** WORK ITEM **
Reprint the entries without altering anything.
::: RECORDS SUPPLIED
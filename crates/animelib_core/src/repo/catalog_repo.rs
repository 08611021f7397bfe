//! Catalog repository contracts and SQLite implementation.
//!
//! # Responsibility
//! - Provide CRUD APIs over the `anime` table.
//! - Translate between `anime` rows and `AnimeEntry` value objects.
//!
//! # Invariants
//! - Write paths call `AnimeRecord::validate()` before SQL mutations.
//! - Read paths reject invalid persisted rows instead of masking them.
//! - Update/delete of a missing id returns `NotFound` and changes nothing.
//! - Title search is a case-sensitive substring match.

use crate::db::Store;
use crate::model::anime::{AnimeEntry, AnimeId, AnimeRecord};
use crate::repo::{RepoError, RepoResult};
use rusqlite::{params, Row};

const ANIME_SELECT_SQL: &str = "SELECT id, title, genre, episodes FROM anime";

/// Repository interface for the anime catalog.
pub trait CatalogRepository {
    /// Inserts a new record and returns its assigned id.
    fn add(&self, record: &AnimeRecord) -> RepoResult<AnimeId>;
    /// Returns every record in insertion order.
    fn list_all(&self) -> RepoResult<Vec<AnimeEntry>>;
    /// Returns one record by id.
    fn get(&self, id: AnimeId) -> RepoResult<Option<AnimeEntry>>;
    /// Returns records whose title contains `keyword`.
    fn search(&self, keyword: &str) -> RepoResult<Vec<AnimeEntry>>;
    /// Overwrites title, genre and episode count of the record with `id`.
    fn update(&self, id: AnimeId, record: &AnimeRecord) -> RepoResult<()>;
    /// Removes the record with `id`.
    fn delete(&self, id: AnimeId) -> RepoResult<()>;
    /// Number of stored records.
    fn count(&self) -> RepoResult<u64>;
}

/// SQLite-backed catalog repository.
pub struct SqliteCatalogRepository<'store> {
    store: &'store Store,
}

impl<'store> SqliteCatalogRepository<'store> {
    pub fn new(store: &'store Store) -> Self {
        Self { store }
    }
}

impl CatalogRepository for SqliteCatalogRepository<'_> {
    fn add(&self, record: &AnimeRecord) -> RepoResult<AnimeId> {
        record.validate()?;

        self.store.execute(
            "INSERT INTO anime (title, genre, episodes) VALUES (?1, ?2, ?3);",
            params![
                record.title.as_str(),
                record.genre.as_str(),
                record.episode_count
            ],
        )?;

        Ok(self.store.last_insert_rowid())
    }

    fn list_all(&self) -> RepoResult<Vec<AnimeEntry>> {
        let rows = self.store.query(
            &format!("{ANIME_SELECT_SQL} ORDER BY id ASC;"),
            [],
            read_anime_row,
        )?;
        rows.into_iter().map(AnimeRow::into_entry).collect()
    }

    fn get(&self, id: AnimeId) -> RepoResult<Option<AnimeEntry>> {
        let rows = self.store.query(
            &format!("{ANIME_SELECT_SQL} WHERE id = ?1;"),
            [id],
            read_anime_row,
        )?;
        rows.into_iter().next().map(AnimeRow::into_entry).transpose()
    }

    fn search(&self, keyword: &str) -> RepoResult<Vec<AnimeEntry>> {
        // instr() is case-sensitive and needs no LIKE wildcard escaping.
        let rows = self.store.query(
            &format!("{ANIME_SELECT_SQL} WHERE instr(title, ?1) > 0 OR ?1 = '' ORDER BY id ASC;"),
            [keyword],
            read_anime_row,
        )?;
        rows.into_iter().map(AnimeRow::into_entry).collect()
    }

    fn update(&self, id: AnimeId, record: &AnimeRecord) -> RepoResult<()> {
        record.validate()?;

        let changed = self.store.execute(
            "UPDATE anime
             SET
                title = ?1,
                genre = ?2,
                episodes = ?3
             WHERE id = ?4;",
            params![
                record.title.as_str(),
                record.genre.as_str(),
                record.episode_count,
                id
            ],
        )?;

        if changed == 0 {
            return Err(RepoError::NotFound(id));
        }

        Ok(())
    }

    fn delete(&self, id: AnimeId) -> RepoResult<()> {
        let changed = self
            .store
            .execute("DELETE FROM anime WHERE id = ?1;", [id])?;

        if changed == 0 {
            return Err(RepoError::NotFound(id));
        }

        Ok(())
    }

    fn count(&self) -> RepoResult<u64> {
        let counts = self
            .store
            .query("SELECT COUNT(*) FROM anime;", [], |row| row.get::<_, i64>(0))?;
        let total = counts.first().copied().unwrap_or(0);
        u64::try_from(total)
            .map_err(|_| RepoError::InvalidData(format!("negative anime row count `{total}`")))
    }
}

struct AnimeRow {
    id: AnimeId,
    title: String,
    genre: String,
    episodes: i64,
}

impl AnimeRow {
    fn into_entry(self) -> RepoResult<AnimeEntry> {
        let episode_count = u32::try_from(self.episodes).map_err(|_| {
            RepoError::InvalidData(format!(
                "invalid episode count `{}` in anime.episodes for id {}",
                self.episodes, self.id
            ))
        })?;

        let record = AnimeRecord {
            title: self.title,
            genre: self.genre,
            episode_count,
        };
        record.validate()?;

        Ok(AnimeEntry {
            id: self.id,
            record,
        })
    }
}

fn read_anime_row(row: &Row<'_>) -> rusqlite::Result<AnimeRow> {
    Ok(AnimeRow {
        id: row.get("id")?,
        title: row.get("title")?,
        genre: row.get("genre")?,
        episodes: row.get("episodes")?,
    })
}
::::::
** REPLY **
filename crates/animelib_core/src/repo/catalog_repo.rs
repository 08611021f7397bfe
//! Catalog repository contracts and SQLite implementation.
//!
//! # Responsibility
//! - Provide CRUD APIs over the `anime` table.
//! - Translate between `anime` rows and `AnimeEntry` value objects.
//!
//! # Invariants
//! - Write paths call `AnimeRecord::validate()` before SQL mutations.
//! - Read paths reject invalid persisted rows instead of masking them.
//! - Update/delete of a missing id returns `NotFound` and changes nothing.
//! - Title search is a case-sensitive substring match.

use crate::db::Store;
use crate::model::anime::{AnimeEntry, AnimeId, AnimeRecord};
use crate::repo::{RepoError, RepoResult};
use rusqlite::{params, Row};

const ANIME_SELECT_SQL: &str = "SELECT id, title, genre, episodes FROM anime";

/// Repository interface for the anime catalog.
pub trait CatalogRepository {
    /// Inserts a new record and returns its assigned id.
    fn add(&self, record: &AnimeRecord) -> RepoResult<AnimeId>;
    /// Returns every record in insertion order.
    fn list_all(&self) -> RepoResult<Vec<AnimeEntry>>;
    /// Returns one record by id.
    fn get(&self, id: AnimeId) -> RepoResult<Option<AnimeEntry>>;
    /// Returns records whose title contains `keyword`.
    fn search(&self, keyword: &str) -> RepoResult<Vec<AnimeEntry>>;
    /// Overwrites title, genre and episode count of the record with `id`.
    fn update(&self, id: AnimeId, record: &AnimeRecord) -> RepoResult<()>;
    /// Removes the record with `id`.
    fn delete(&self, id: AnimeId) -> RepoResult<()>;
    /// Number of stored records.
    fn count(&self) -> RepoResult<u64>;
}

/// SQLite-backed catalog repository.
pub struct SqliteCatalogRepository<'store> {
    store: &'store Store,
}

impl<'store> SqliteCatalogRepository<'store> {
    pub fn new(store: &'store Store) -> Self {
        Self { store }
    }
}

impl CatalogRepository for SqliteCatalogRepository<'_> {
    fn add(&self, record: &AnimeRecord) -> RepoResult<AnimeId> {
        record.validate()?;

        self.store.execute(
            "INSERT INTO anime (title, genre, episodes) VALUES (?1, ?2, ?3);",
            params![
                record.title.as_str(),
                record.genre.as_str(),
                record.episode_count
            ],
        )?;

        Ok(self.store.last_insert_rowid())
    }

    fn list_all(&self) -> RepoResult<Vec<AnimeEntry>> {
        let rows = self.store.query(
            &format!("{ANIME_SELECT_SQL} ORDER BY id ASC;"),
            [],
            read_anime_row,
        )?;
        rows.into_iter().map(AnimeRow::into_entry).collect()
    }

    fn get(&self, id: AnimeId) -> RepoResult<Option<AnimeEntry>> {
        let rows = self.store.query(
            &format!("{ANIME_SELECT_SQL} WHERE id = ?1;"),
            [id],
            read_anime_row,
        )?;
        rows.into_iter().next().map(AnimeRow::into_entry).transpose()
    }

    fn search(&self, keyword: &str) -> RepoResult<Vec<AnimeEntry>> {
        // instr() is case-sensitive and needs no LIKE wildcard escaping.
        let rows = self.store.query(
            &format!("{ANIME_SELECT_SQL} WHERE instr(title, ?1) > 0 OR ?1 = '' ORDER BY id ASC;"),
            [keyword],
            read_anime_row,
        )?;
        rows.into_iter().map(AnimeRow::into_entry).collect()
    }

    fn update(&self, id: AnimeId, record: &AnimeRecord) -> RepoResult<()> {
        record.validate()?;

        let changed = self.store.execute(
            "UPDATE anime
             SET
                title = ?1,
                genre = ?2,
                episodes = ?3
             WHERE id = ?4;",
            params![
                record.title.as_str(),
                record.genre.as_str(),
                record.episode_count,
                id
            ],
        )?;

        if changed == 0 {
            return Err(RepoError::NotFound(id));
        }

        Ok(())
    }

    fn delete(&self, id: AnimeId) -> RepoResult<()> {
        let changed = self
            .store
            .execute("DELETE FROM anime WHERE id = ?1;", [id])?;

        if changed == 0 {
            return Err(RepoError::NotFound(id));
        }

        Ok(())
    }

    fn count(&self) -> RepoResult<u64> {
        let counts = self
            .store
            .query("SELECT COUNT(*) FROM anime;", [], |row| row.get::<_, i64>(0))?;
        let total = counts.first().copied().unwrap_or(0);
        u64::try_from(total)
            .map_err(|_| RepoError::InvalidData(format!("negative anime row count `{total}`")))
    }
}

struct AnimeRow {
    id: AnimeId,
    title: String,
    genre: String,
    episodes: i64,
}

impl AnimeRow {
    fn into_entry(self) -> RepoResult<AnimeEntry> {
        let episode_count = u32::try_from(self.episodes).map_err(|_| {
            RepoError::InvalidData(format!(
                "invalid episode count `{}` in anime.episodes for id {}",
                self.episodes, self.id
            ))
        })?;

        let record = AnimeRecord {
            title: self.title,
            genre: self.genre,
            episode_count,
        };
        record.validate()?;

        Ok(AnimeEntry {
            id: self.id,
            record,
        })
    }
}

fn read_anime_row(row: &Row<'_>) -> rusqlite::Result<AnimeRow> {
    Ok(AnimeRow {
        id: row.get("id")?,
        title: row.get("title")?,
        genre: row.get("genre")?,
        episodes: row.get("episodes")?,
    })
}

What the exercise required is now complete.